In the lines below, count those containing the word "Application" and give the number alone.

===== Material to process

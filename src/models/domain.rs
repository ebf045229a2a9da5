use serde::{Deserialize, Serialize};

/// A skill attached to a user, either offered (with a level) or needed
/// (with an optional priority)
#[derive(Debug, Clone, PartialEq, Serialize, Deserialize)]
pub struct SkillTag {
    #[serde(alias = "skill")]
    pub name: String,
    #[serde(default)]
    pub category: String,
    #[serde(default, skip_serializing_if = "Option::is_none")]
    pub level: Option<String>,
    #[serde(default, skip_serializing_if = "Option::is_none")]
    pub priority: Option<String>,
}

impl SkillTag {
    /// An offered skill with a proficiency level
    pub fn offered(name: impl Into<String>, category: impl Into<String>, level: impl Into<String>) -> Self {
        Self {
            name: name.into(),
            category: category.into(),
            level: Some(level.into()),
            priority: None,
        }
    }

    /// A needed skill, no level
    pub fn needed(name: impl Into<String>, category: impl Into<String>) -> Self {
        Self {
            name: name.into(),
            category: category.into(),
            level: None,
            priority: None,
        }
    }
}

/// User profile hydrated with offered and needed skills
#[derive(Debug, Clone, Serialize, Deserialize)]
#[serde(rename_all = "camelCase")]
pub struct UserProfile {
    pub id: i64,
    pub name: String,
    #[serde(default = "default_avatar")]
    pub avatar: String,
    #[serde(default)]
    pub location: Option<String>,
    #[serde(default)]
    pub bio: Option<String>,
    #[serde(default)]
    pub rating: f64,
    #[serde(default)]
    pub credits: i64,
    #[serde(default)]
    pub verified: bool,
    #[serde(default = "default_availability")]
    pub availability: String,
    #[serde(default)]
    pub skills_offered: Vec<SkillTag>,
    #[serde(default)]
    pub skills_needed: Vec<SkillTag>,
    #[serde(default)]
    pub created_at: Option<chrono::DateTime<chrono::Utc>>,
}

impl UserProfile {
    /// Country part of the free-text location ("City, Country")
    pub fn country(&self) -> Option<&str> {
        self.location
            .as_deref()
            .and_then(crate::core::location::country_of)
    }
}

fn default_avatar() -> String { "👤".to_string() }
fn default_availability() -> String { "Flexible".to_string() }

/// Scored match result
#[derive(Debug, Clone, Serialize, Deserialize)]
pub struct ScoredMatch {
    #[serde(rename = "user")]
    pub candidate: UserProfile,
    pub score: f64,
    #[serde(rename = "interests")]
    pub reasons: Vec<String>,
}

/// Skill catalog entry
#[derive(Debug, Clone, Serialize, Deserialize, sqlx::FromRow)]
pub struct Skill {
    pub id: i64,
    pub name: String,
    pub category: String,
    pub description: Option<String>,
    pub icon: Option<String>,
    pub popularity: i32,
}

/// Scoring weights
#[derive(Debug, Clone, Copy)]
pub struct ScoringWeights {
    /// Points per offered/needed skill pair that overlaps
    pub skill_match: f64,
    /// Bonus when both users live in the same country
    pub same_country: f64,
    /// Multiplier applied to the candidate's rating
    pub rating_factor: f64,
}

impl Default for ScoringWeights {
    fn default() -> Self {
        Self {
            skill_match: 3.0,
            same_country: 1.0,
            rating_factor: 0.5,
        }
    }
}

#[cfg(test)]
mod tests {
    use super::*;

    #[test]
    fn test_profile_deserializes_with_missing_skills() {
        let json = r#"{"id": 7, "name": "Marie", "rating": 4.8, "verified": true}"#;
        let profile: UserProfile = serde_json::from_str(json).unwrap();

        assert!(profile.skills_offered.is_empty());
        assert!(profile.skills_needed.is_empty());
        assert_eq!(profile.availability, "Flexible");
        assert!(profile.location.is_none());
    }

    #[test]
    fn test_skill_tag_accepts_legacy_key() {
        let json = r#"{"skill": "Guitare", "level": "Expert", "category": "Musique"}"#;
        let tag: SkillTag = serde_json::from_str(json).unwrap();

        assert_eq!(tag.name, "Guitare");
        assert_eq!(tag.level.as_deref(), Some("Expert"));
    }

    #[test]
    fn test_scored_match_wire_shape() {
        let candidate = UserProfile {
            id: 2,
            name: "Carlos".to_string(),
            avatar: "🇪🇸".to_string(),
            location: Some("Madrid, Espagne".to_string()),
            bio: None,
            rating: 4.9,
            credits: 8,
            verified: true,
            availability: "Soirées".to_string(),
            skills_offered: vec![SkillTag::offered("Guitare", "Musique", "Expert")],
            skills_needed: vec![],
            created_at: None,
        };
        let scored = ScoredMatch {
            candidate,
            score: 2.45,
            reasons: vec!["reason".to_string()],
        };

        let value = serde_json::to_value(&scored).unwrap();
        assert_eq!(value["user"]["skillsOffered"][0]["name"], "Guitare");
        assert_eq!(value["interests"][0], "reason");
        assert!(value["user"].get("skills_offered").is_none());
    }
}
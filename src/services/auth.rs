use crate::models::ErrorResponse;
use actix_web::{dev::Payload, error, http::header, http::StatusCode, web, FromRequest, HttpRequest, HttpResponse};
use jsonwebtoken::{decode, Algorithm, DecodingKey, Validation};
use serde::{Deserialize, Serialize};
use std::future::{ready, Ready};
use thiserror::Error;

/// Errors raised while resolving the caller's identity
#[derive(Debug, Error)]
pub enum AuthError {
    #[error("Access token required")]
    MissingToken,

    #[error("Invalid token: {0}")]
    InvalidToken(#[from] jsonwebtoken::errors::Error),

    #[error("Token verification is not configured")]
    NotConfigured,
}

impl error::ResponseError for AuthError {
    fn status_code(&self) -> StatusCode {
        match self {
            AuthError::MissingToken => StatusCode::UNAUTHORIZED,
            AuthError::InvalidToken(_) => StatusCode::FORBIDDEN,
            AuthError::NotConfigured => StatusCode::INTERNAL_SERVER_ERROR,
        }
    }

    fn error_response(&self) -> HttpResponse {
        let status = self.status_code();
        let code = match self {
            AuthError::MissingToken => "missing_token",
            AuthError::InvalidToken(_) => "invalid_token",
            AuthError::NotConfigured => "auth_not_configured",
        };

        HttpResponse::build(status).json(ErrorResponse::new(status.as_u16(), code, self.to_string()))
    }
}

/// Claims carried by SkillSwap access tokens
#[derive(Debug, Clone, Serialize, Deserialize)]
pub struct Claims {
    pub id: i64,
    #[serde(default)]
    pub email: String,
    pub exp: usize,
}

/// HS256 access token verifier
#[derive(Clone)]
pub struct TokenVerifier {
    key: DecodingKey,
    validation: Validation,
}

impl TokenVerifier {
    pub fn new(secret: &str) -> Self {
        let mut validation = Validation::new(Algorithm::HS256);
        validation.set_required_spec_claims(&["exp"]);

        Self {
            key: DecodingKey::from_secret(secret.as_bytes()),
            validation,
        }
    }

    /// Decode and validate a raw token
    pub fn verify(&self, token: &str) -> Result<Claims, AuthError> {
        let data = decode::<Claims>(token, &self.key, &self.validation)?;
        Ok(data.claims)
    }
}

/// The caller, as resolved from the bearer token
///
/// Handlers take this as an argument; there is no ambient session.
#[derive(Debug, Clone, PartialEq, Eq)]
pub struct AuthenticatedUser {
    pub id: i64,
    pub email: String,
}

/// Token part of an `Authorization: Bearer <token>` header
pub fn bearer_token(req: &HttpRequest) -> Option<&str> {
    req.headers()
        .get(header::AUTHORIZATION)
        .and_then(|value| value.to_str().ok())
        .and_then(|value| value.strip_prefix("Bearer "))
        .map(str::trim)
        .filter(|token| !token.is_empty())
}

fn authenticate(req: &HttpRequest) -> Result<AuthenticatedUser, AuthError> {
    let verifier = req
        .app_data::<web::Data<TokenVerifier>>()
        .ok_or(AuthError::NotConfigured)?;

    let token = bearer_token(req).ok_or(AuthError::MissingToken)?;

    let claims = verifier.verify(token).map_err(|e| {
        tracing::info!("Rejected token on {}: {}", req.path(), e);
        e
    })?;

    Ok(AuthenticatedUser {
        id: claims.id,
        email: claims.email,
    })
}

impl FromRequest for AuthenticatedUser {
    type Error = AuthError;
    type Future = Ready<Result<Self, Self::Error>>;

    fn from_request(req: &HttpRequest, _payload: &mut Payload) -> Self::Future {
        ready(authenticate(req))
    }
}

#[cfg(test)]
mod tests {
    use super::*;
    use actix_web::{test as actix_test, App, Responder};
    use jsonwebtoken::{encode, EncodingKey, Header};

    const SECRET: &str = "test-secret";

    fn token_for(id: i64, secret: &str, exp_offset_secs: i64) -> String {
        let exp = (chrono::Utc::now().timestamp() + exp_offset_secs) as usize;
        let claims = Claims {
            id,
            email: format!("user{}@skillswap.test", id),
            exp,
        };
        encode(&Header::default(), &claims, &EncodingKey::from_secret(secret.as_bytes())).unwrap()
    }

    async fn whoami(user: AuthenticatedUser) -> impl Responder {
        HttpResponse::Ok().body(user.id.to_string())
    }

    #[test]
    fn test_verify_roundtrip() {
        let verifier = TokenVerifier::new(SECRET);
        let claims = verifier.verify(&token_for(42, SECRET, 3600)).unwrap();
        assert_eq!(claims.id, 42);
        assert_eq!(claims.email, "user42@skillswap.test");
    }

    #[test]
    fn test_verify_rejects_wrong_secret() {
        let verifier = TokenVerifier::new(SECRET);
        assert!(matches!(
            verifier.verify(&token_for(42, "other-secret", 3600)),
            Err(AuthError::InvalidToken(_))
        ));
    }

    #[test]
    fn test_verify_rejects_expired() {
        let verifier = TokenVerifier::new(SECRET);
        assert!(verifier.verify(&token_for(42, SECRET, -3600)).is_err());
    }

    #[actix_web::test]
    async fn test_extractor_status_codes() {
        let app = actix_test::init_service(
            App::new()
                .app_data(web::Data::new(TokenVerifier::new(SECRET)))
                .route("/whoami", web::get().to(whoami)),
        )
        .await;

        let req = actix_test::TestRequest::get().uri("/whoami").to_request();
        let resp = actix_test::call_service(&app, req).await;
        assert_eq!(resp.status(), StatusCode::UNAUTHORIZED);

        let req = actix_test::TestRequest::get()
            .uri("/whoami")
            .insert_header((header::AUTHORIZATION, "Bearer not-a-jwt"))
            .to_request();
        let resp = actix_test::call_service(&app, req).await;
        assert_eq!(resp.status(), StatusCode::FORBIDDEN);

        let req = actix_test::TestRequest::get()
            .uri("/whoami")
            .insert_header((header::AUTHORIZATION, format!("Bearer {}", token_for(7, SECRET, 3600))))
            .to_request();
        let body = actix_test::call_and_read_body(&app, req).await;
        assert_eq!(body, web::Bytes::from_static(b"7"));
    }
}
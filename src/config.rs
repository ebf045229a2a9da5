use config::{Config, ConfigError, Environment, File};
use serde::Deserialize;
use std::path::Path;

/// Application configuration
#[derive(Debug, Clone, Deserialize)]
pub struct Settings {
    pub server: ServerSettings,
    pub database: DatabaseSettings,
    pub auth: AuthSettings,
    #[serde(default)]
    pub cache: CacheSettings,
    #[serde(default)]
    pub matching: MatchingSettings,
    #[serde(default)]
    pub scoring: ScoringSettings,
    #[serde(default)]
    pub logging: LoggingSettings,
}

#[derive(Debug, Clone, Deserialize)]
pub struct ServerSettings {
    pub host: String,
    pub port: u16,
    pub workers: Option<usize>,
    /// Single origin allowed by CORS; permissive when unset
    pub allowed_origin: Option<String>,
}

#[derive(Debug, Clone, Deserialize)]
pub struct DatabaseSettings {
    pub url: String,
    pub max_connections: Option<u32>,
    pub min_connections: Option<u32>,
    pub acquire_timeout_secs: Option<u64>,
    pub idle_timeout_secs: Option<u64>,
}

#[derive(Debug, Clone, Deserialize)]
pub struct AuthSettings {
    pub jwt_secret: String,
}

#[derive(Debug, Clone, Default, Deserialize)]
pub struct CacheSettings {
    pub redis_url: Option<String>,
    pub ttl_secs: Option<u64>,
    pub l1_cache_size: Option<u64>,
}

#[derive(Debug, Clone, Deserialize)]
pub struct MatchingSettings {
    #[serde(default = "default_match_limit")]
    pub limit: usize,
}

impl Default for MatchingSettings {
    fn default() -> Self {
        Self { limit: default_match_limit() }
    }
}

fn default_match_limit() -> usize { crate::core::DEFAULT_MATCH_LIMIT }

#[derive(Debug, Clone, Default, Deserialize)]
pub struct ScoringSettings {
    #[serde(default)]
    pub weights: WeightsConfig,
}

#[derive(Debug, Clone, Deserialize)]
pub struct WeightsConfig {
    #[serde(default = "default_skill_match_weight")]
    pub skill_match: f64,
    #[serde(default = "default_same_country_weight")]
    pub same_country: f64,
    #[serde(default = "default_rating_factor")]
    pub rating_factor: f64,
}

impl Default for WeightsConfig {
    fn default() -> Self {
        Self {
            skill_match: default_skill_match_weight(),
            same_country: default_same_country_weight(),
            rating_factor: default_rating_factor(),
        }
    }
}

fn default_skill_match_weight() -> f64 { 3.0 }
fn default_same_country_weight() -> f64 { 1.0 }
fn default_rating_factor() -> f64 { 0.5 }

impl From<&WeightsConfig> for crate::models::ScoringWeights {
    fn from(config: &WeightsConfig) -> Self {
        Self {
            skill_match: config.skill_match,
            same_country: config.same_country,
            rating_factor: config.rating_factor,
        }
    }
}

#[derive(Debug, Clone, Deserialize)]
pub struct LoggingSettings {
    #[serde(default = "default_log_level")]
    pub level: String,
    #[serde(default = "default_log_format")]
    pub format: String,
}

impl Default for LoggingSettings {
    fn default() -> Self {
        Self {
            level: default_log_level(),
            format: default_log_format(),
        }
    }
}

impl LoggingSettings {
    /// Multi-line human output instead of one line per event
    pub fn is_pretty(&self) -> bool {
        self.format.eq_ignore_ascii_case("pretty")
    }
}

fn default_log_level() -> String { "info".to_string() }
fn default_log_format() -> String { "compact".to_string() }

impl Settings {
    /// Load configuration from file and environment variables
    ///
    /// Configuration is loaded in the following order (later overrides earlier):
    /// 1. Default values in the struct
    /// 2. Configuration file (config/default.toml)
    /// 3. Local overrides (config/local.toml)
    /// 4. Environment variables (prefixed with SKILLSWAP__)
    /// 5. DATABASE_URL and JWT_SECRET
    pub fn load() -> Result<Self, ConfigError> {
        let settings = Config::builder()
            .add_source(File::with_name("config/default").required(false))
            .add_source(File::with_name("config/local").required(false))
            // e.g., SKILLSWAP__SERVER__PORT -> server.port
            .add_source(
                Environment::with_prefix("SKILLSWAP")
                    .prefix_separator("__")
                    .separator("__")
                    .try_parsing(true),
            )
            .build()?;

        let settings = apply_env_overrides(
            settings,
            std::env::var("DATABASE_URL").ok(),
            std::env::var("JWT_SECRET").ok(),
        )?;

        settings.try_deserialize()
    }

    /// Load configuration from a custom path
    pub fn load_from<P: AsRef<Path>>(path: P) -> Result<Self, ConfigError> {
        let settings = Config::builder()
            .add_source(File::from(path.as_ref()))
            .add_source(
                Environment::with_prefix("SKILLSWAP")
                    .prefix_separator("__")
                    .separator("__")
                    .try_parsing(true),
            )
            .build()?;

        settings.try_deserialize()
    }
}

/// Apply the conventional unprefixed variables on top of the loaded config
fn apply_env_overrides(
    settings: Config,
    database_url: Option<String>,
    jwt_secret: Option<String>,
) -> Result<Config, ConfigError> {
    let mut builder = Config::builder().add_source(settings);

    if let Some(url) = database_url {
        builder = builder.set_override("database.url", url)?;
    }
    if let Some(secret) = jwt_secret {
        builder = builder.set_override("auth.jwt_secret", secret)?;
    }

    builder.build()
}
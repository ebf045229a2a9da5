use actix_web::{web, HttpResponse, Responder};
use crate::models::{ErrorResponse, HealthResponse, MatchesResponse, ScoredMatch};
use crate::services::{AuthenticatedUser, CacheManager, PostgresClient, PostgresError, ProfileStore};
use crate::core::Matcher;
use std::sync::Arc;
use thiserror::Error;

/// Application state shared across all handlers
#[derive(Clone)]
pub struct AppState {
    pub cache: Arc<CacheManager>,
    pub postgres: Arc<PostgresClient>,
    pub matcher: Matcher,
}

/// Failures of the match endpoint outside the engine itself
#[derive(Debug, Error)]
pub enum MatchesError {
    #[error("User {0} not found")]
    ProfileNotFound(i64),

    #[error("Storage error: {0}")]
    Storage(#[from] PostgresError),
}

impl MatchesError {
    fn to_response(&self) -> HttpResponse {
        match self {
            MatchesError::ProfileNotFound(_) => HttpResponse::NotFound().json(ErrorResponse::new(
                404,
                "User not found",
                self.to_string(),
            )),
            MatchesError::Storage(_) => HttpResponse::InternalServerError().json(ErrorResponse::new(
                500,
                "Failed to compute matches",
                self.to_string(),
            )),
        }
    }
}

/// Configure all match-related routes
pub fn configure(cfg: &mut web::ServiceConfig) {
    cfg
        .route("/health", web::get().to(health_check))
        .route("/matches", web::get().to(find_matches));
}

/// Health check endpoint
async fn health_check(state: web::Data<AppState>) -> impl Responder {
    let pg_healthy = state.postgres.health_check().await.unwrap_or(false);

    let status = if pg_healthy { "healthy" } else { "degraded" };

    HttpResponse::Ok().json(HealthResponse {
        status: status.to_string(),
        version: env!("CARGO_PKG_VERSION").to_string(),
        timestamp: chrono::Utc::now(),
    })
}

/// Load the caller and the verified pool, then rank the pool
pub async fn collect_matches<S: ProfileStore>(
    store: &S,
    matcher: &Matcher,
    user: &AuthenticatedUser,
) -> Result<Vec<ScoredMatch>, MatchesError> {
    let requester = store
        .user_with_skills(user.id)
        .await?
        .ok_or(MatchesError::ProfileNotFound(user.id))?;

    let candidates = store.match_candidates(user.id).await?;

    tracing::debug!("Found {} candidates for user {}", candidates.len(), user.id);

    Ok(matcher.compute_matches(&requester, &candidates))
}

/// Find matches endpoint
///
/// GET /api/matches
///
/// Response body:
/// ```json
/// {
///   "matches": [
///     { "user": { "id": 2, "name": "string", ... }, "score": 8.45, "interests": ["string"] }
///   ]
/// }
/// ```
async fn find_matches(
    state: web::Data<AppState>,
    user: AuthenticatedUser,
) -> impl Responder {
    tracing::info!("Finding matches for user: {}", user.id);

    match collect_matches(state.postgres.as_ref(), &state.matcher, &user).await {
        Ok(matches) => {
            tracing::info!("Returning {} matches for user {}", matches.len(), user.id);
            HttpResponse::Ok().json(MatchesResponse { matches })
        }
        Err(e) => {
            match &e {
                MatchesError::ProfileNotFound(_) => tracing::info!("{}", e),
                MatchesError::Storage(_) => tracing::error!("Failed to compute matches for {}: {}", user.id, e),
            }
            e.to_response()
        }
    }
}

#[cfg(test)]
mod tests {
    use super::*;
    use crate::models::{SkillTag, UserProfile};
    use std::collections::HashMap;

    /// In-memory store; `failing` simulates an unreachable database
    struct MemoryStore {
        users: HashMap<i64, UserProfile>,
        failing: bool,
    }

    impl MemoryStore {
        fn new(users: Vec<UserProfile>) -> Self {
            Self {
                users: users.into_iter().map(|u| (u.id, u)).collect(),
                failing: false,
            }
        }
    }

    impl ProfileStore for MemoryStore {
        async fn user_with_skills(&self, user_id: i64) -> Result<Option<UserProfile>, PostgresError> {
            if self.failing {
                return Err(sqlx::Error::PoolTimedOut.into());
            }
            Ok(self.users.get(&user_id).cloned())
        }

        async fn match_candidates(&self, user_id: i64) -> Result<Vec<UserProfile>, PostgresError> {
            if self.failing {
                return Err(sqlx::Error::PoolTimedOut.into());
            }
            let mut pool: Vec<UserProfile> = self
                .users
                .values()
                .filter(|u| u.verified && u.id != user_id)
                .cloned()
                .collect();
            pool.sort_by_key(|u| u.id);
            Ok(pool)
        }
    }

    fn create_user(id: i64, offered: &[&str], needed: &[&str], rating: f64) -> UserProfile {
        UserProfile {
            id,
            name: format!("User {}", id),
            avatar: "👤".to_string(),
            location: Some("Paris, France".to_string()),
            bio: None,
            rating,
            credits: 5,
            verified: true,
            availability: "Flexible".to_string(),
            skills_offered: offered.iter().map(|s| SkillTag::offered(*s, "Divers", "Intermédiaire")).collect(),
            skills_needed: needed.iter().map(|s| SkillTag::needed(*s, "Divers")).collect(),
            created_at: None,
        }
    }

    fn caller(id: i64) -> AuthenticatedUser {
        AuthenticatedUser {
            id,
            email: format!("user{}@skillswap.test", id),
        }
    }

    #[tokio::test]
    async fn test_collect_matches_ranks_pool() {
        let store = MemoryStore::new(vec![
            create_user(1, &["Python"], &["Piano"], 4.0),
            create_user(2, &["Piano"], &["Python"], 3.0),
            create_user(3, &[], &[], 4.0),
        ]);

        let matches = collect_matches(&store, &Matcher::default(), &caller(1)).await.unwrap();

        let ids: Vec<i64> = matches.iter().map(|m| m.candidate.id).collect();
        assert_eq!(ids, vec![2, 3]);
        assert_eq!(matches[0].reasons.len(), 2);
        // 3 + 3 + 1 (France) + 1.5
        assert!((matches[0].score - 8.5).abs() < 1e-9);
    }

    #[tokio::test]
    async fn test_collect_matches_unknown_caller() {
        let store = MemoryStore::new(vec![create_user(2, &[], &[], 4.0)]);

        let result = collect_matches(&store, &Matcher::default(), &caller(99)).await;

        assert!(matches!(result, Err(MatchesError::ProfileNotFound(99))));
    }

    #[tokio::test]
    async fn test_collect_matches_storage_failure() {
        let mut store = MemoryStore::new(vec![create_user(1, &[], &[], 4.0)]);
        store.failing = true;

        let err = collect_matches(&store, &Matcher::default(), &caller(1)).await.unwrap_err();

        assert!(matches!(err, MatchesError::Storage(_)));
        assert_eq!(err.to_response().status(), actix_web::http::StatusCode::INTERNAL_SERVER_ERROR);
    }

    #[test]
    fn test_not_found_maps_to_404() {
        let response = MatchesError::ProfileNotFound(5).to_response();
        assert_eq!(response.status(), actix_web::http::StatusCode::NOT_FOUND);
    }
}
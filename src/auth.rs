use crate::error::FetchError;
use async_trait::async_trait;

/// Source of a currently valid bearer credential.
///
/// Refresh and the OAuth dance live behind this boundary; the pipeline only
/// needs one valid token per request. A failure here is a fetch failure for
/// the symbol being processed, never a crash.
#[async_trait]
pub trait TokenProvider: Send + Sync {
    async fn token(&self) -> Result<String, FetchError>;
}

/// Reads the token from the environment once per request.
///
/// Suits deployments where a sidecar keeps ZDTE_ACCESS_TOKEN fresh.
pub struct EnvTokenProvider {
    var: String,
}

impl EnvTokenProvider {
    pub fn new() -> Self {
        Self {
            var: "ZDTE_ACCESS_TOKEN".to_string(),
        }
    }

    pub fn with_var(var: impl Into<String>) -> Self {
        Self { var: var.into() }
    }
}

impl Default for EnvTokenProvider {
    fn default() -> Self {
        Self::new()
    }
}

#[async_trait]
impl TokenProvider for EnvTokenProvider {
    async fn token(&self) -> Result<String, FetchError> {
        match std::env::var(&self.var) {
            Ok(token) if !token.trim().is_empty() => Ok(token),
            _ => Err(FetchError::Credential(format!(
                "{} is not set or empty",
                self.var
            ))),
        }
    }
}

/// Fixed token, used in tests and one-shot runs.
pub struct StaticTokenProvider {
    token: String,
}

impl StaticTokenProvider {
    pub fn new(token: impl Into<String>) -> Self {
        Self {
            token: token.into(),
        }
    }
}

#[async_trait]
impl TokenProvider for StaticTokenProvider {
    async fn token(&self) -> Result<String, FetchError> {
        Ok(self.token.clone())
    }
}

==========

## Result for this task
2